**EXERCISE PROMPT**
In full and without deviation, write out the entries that follow.

Collected data:
//! Literal values exchanged between conditions, entities and executors.
//!
//! [`Value`] is the single currency of the crate: comparison literals, bound statement
//! parameters and decoded row cells all use it. [`ValueType`] maps Rust field types onto
//! it (see [`types`]).

use std::cmp::Ordering;
use std::fmt;

use chrono::{DateTime, NaiveDateTime, Utc};
use rust_decimal::Decimal;
use uuid::Uuid;

pub mod types;

pub use types::ValueType;

/// A literal value comparable by the underlying store.
#[derive(Debug, Clone, PartialEq)]
pub enum Value {
    Null,
    Bool(bool),
    SmallInt(i16),
    Int(i32),
    BigInt(i64),
    Double(f64),
    String(String),
    Bytes(Vec<u8>),
    Uuid(Uuid),
    Timestamp(NaiveDateTime),
    TimestampTz(DateTime<Utc>),
    Decimal(Decimal),
    Json(serde_json::Value),
}

/// Payload-less tag of a non-null [`Value`] variant.
///
/// Recorded in entity descriptors so the resolver can tell boolean fields apart and
/// check that a write accessor accepts the field's kind.
#[derive(Debug, Clone, Copy, PartialEq, Eq, Hash)]
pub enum ValueKind {
    Bool,
    SmallInt,
    Int,
    BigInt,
    Double,
    String,
    Bytes,
    Uuid,
    Timestamp,
    TimestampTz,
    Decimal,
    Json,
}

impl ValueKind {
    pub fn name(self) -> &'static str {
        match self {
            ValueKind::Bool => "bool",
            ValueKind::SmallInt => "smallint",
            ValueKind::Int => "int",
            ValueKind::BigInt => "bigint",
            ValueKind::Double => "double",
            ValueKind::String => "string",
            ValueKind::Bytes => "bytes",
            ValueKind::Uuid => "uuid",
            ValueKind::Timestamp => "timestamp",
            ValueKind::TimestampTz => "timestamptz",
            ValueKind::Decimal => "decimal",
            ValueKind::Json => "json",
        }
    }
}

impl fmt::Display for ValueKind {
    fn fmt(&self, f: &mut fmt::Formatter<'_>) -> fmt::Result {
        f.write_str(self.name())
    }
}

impl Value {
    /// Kind of this value, `None` for [`Value::Null`].
    pub fn kind(&self) -> Option<ValueKind> {
        Some(match self {
            Value::Null => return None,
            Value::Bool(_) => ValueKind::Bool,
            Value::SmallInt(_) => ValueKind::SmallInt,
            Value::Int(_) => ValueKind::Int,
            Value::BigInt(_) => ValueKind::BigInt,
            Value::Double(_) => ValueKind::Double,
            Value::String(_) => ValueKind::String,
            Value::Bytes(_) => ValueKind::Bytes,
            Value::Uuid(_) => ValueKind::Uuid,
            Value::Timestamp(_) => ValueKind::Timestamp,
            Value::TimestampTz(_) => ValueKind::TimestampTz,
            Value::Decimal(_) => ValueKind::Decimal,
            Value::Json(_) => ValueKind::Json,
        })
    }

    pub fn is_null(&self) -> bool {
        matches!(self, Value::Null)
    }

    /// Name used in error messages.
    pub fn type_name(&self) -> &'static str {
        self.kind().map_or("null", ValueKind::name)
    }

    pub(crate) fn as_i64(&self) -> Option<i64> {
        match self {
            Value::SmallInt(v) => Some(i64::from(*v)),
            Value::Int(v) => Some(i64::from(*v)),
            Value::BigInt(v) => Some(*v),
            _ => None,
        }
    }

    /// SQL-style comparison.
    ///
    /// Integers and doubles compare numerically across variants, integers compare with
    /// decimals, everything else only within its own variant. Returns `None` when either
    /// side is null or the variants are incomparable.
    pub fn compare(&self, other: &Value) -> Option<Ordering> {
        if let (Some(a), Some(b)) = (self.as_i64(), other.as_i64()) {
            return Some(a.cmp(&b));
        }
        match (self, other) {
            (Value::Double(a), Value::Double(b)) => a.partial_cmp(b),
            (Value::Double(a), b) => b.as_i64().and_then(|b| a.partial_cmp(&(b as f64))),
            (a, Value::Double(b)) => a.as_i64().and_then(|a| (a as f64).partial_cmp(b)),
            (Value::Decimal(a), Value::Decimal(b)) => Some(a.cmp(b)),
            (Value::Decimal(a), b) => b.as_i64().map(|b| a.cmp(&Decimal::from(b))),
            (a, Value::Decimal(b)) => a.as_i64().map(|a| Decimal::from(a).cmp(b)),
            (Value::Bool(a), Value::Bool(b)) => Some(a.cmp(b)),
            (Value::String(a), Value::String(b)) => Some(a.cmp(b)),
            (Value::Bytes(a), Value::Bytes(b)) => Some(a.cmp(b)),
            (Value::Uuid(a), Value::Uuid(b)) => Some(a.cmp(b)),
            (Value::Timestamp(a), Value::Timestamp(b)) => Some(a.cmp(b)),
            (Value::TimestampTz(a), Value::TimestampTz(b)) => Some(a.cmp(b)),
            (Value::Json(a), Value::Json(b)) => Some(a.to_string().cmp(&b.to_string())),
            _ => None,
        }
    }
}

impl fmt::Display for Value {
    fn fmt(&self, f: &mut fmt::Formatter<'_>) -> fmt::Result {
        match self {
            Value::Null => f.write_str("NULL"),
            Value::Bool(v) => write!(f, "{v}"),
            Value::SmallInt(v) => write!(f, "{v}"),
            Value::Int(v) => write!(f, "{v}"),
            Value::BigInt(v) => write!(f, "{v}"),
            Value::Double(v) => write!(f, "{v}"),
            Value::String(v) => write!(f, "'{}'", v.replace('\'', "''")),
            Value::Bytes(v) => write!(f, "<{} bytes>", v.len()),
            Value::Uuid(v) => write!(f, "'{v}'"),
            Value::Timestamp(v) => write!(f, "'{v}'"),
            Value::TimestampTz(v) => write!(f, "'{}'", v.to_rfc3339()),
            Value::Decimal(v) => write!(f, "{v}"),
            Value::Json(v) => write!(f, "'{v}'"),
        }
    }
}

/// Error converting a [`Value`] into a Rust field type.
#[derive(Debug, Clone, PartialEq, Eq)]
pub enum ValueError {
    /// Null encountered where the field is not optional
    NullValue,
    /// The value variant doesn't match the expected type
    TypeMismatch {
        expected: String,
        actual: String,
    },
    /// Conversion failed (overflow, invalid format)
    ConversionError(String),
}

impl ValueError {
    pub(crate) fn mismatch(expected: ValueKind, actual: &Value) -> Self {
        ValueError::TypeMismatch {
            expected: expected.name().to_string(),
            actual: actual.type_name().to_string(),
        }
    }
}

impl fmt::Display for ValueError {
    fn fmt(&self, f: &mut fmt::Formatter<'_>) -> fmt::Result {
        match self {
            ValueError::NullValue => write!(f, "Value is null"),
            ValueError::TypeMismatch { expected, actual } => {
                write!(f, "Type mismatch: expected {expected}, got {actual}")
            }
            ValueError::ConversionError(msg) => write!(f, "Conversion error: {msg}"),
        }
    }
}

impl std::error::Error for ValueError {}

macro_rules! impl_from_for_value {
    ($($ty:ty),* $(,)?) => {
        $(
            impl From<$ty> for Value {
                fn from(v: $ty) -> Self {
                    ValueType::into_value(v)
                }
            }

            impl From<Option<$ty>> for Value {
                fn from(v: Option<$ty>) -> Self {
                    ValueType::into_value(v)
                }
            }
        )*
    };
}

impl_from_for_value!(
    bool,
    i16,
    i32,
    i64,
    u8,
    u16,
    u32,
    f32,
    f64,
    String,
    Vec<u8>,
    Uuid,
    NaiveDateTime,
    DateTime<Utc>,
    Decimal,
    serde_json::Value,
);

impl From<&str> for Value {
    fn from(v: &str) -> Self {
        Value::String(v.to_string())
    }
}

impl From<&[u8]> for Value {
    fn from(v: &[u8]) -> Self {
        Value::Bytes(v.to_vec())
    }
}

**RESULT**
//! Literal values exchanged between conditions, entities and executors.
//!
//! [`Value`] is the single currency of the crate: comparison literals, bound statement
//! parameters and decoded row cells all use it. [`ValueType`] maps Rust field types onto
//! it (see [`types`]).

use std::cmp::Ordering;
use std::fmt;

use chrono::{DateTime, NaiveDateTime, Utc};
use rust_decimal::Decimal;
use uuid::Uuid;

pub mod types;

pub use types::ValueType;

/// A literal value comparable by the underlying store.
#[derive(Debug, Clone, PartialEq)]
pub enum Value {
    Null,
    Bool(bool),
    SmallInt(i16),
    Int(i32),
    BigInt(i64),
    Double(f64),
    String(String),
    Bytes(Vec<u8>),
    Uuid(Uuid),
    Timestamp(NaiveDateTime),
    TimestampTz(DateTime<Utc>),
    Decimal(Decimal),
    Json(serde_json::Value),
}

/// Payload-less tag of a non-null [`Value`] variant.
///
/// Recorded in entity descriptors so the resolver can tell boolean fields apart and
/// check that a write accessor accepts the field's kind.
#[derive(Debug, Clone, Copy, PartialEq, Eq, Hash)]
pub enum ValueKind {
    Bool,
    SmallInt,
    Int,
    BigInt,
    Double,
    String,
    Bytes,
    Uuid,
    Timestamp,
    TimestampTz,
    Decimal,
    Json,
}

impl ValueKind {
    pub fn name(self) -> &'static str {
        match self {
            ValueKind::Bool => "bool",
            ValueKind::SmallInt => "smallint",
            ValueKind::Int => "int",
            ValueKind::BigInt => "bigint",
            ValueKind::Double => "double",
            ValueKind::String => "string",
            ValueKind::Bytes => "bytes",
            ValueKind::Uuid => "uuid",
            ValueKind::Timestamp => "timestamp",
            ValueKind::TimestampTz => "timestamptz",
            ValueKind::Decimal => "decimal",
            ValueKind::Json => "json",
        }
    }
}

impl fmt::Display for ValueKind {
    fn fmt(&self, f: &mut fmt::Formatter<'_>) -> fmt::Result {
        f.write_str(self.name())
    }
}

impl Value {
    /// Kind of this value, `None` for [`Value::Null`].
    pub fn kind(&self) -> Option<ValueKind> {
        Some(match self {
            Value::Null => return None,
            Value::Bool(_) => ValueKind::Bool,
            Value::SmallInt(_) => ValueKind::SmallInt,
            Value::Int(_) => ValueKind::Int,
            Value::BigInt(_) => ValueKind::BigInt,
            Value::Double(_) => ValueKind::Double,
            Value::String(_) => ValueKind::String,
            Value::Bytes(_) => ValueKind::Bytes,
            Value::Uuid(_) => ValueKind::Uuid,
            Value::Timestamp(_) => ValueKind::Timestamp,
            Value::TimestampTz(_) => ValueKind::TimestampTz,
            Value::Decimal(_) => ValueKind::Decimal,
            Value::Json(_) => ValueKind::Json,
        })
    }

    pub fn is_null(&self) -> bool {
        matches!(self, Value::Null)
    }

    /// Name used in error messages.
    pub fn type_name(&self) -> &'static str {
        self.kind().map_or("null", ValueKind::name)
    }

    pub(crate) fn as_i64(&self) -> Option<i64> {
        match self {
            Value::SmallInt(v) => Some(i64::from(*v)),
            Value::Int(v) => Some(i64::from(*v)),
            Value::BigInt(v) => Some(*v),
            _ => None,
        }
    }

    /// SQL-style comparison.
    ///
    /// Integers and doubles compare numerically across variants, integers compare with
    /// decimals, everything else only within its own variant. Returns `None` when either
    /// side is null or the variants are incomparable.
    pub fn compare(&self, other: &Value) -> Option<Ordering> {
        if let (Some(a), Some(b)) = (self.as_i64(), other.as_i64()) {
            return Some(a.cmp(&b));
        }
        match (self, other) {
            (Value::Double(a), Value::Double(b)) => a.partial_cmp(b),
            (Value::Double(a), b) => b.as_i64().and_then(|b| a.partial_cmp(&(b as f64))),
            (a, Value::Double(b)) => a.as_i64().and_then(|a| (a as f64).partial_cmp(b)),
            (Value::Decimal(a), Value::Decimal(b)) => Some(a.cmp(b)),
            (Value::Decimal(a), b) => b.as_i64().map(|b| a.cmp(&Decimal::from(b))),
            (a, Value::Decimal(b)) => a.as_i64().map(|a| Decimal::from(a).cmp(b)),
            (Value::Bool(a), Value::Bool(b)) => Some(a.cmp(b)),
            (Value::String(a), Value::String(b)) => Some(a.cmp(b)),
            (Value::Bytes(a), Value::Bytes(b)) => Some(a.cmp(b)),
            (Value::Uuid(a), Value::Uuid(b)) => Some(a.cmp(b)),
            (Value::Timestamp(a), Value::Timestamp(b)) => Some(a.cmp(b)),
            (Value::TimestampTz(a), Value::TimestampTz(b)) => Some(a.cmp(b)),
            (Value::Json(a), Value::Json(b)) => Some(a.to_string().cmp(&b.to_string())),
            _ => None,
        }
    }
}

impl fmt::Display for Value {
    fn fmt(&self, f: &mut fmt::Formatter<'_>) -> fmt::Result {
        match self {
            Value::Null => f.write_str("NULL"),
            Value::Bool(v) => write!(f, "{v}"),
            Value::SmallInt(v) => write!(f, "{v}"),
            Value::Int(v) => write!(f, "{v}"),
            Value::BigInt(v) => write!(f, "{v}"),
            Value::Double(v) => write!(f, "{v}"),
            Value::String(v) => write!(f, "'{}'", v.replace('\'', "''")),
            Value::Bytes(v) => write!(f, "<{} bytes>", v.len()),
            Value::Uuid(v) => write!(f, "'{v}'"),
            Value::Timestamp(v) => write!(f, "'{v}'"),
            Value::TimestampTz(v) => write!(f, "'{}'", v.to_rfc3339()),
            Value::Decimal(v) => write!(f, "{v}"),
            Value::Json(v) => write!(f, "'{v}'"),
        }
    }
}

/// Error converting a [`Value`] into a Rust field type.
#[derive(Debug, Clone, PartialEq, Eq)]
pub enum ValueError {
    /// Null encountered where the field is not optional
    NullValue,
    /// The value variant doesn't match the expected type
    TypeMismatch {
        expected: String,
        actual: String,
    },
    /// Conversion failed (overflow, invalid format)
    ConversionError(String),
}

impl ValueError {
    pub(crate) fn mismatch(expected: ValueKind, actual: &Value) -> Self {
        ValueError::TypeMismatch {
            expected: expected.name().to_string(),
            actual: actual.type_name().to_string(),
        }
    }
}

impl fmt::Display for ValueError {
    fn fmt(&self, f: &mut fmt::Formatter<'_>) -> fmt::Result {
        match self {
            ValueError::NullValue => write!(f, "Value is null"),
            ValueError::TypeMismatch { expected, actual } => {
                write!(f, "Type mismatch: expected {expected}, got {actual}")
            }
            ValueError::ConversionError(msg) => write!(f, "Conversion error: {msg}"),
        }
    }
}

impl std::error::Error for ValueError {}

macro_rules! impl_from_for_value {
    ($($ty:ty),* $(,)?) => {
        $(
            impl From<$ty> for Value {
                fn from(v: $ty) -> Self {
                    ValueType::into_value(v)
                }
            }

            impl From<Option<$ty>> for Value {
                fn from(v: Option<$ty>) -> Self {
                    ValueType::into_value(v)
                }
            }
        )*
    };
}

impl_from_for_value!(
    bool,
    i16,
    i32,
    i64,
    u8,
    u16,
    u32,
    f32,
    f64,
    String,
    Vec<u8>,
    Uuid,
    NaiveDateTime,
    DateTime<Utc>,
    Decimal,
    serde_json::Value,
);

impl From<&str> for Value {
    fn from(v: &str) -> Self {
        Value::String(v.to_string())
    }
}

impl From<&[u8]> for Value {
    fn from(v: &[u8]) -> Self {
        Value::Bytes(v.to_vec())
    }
}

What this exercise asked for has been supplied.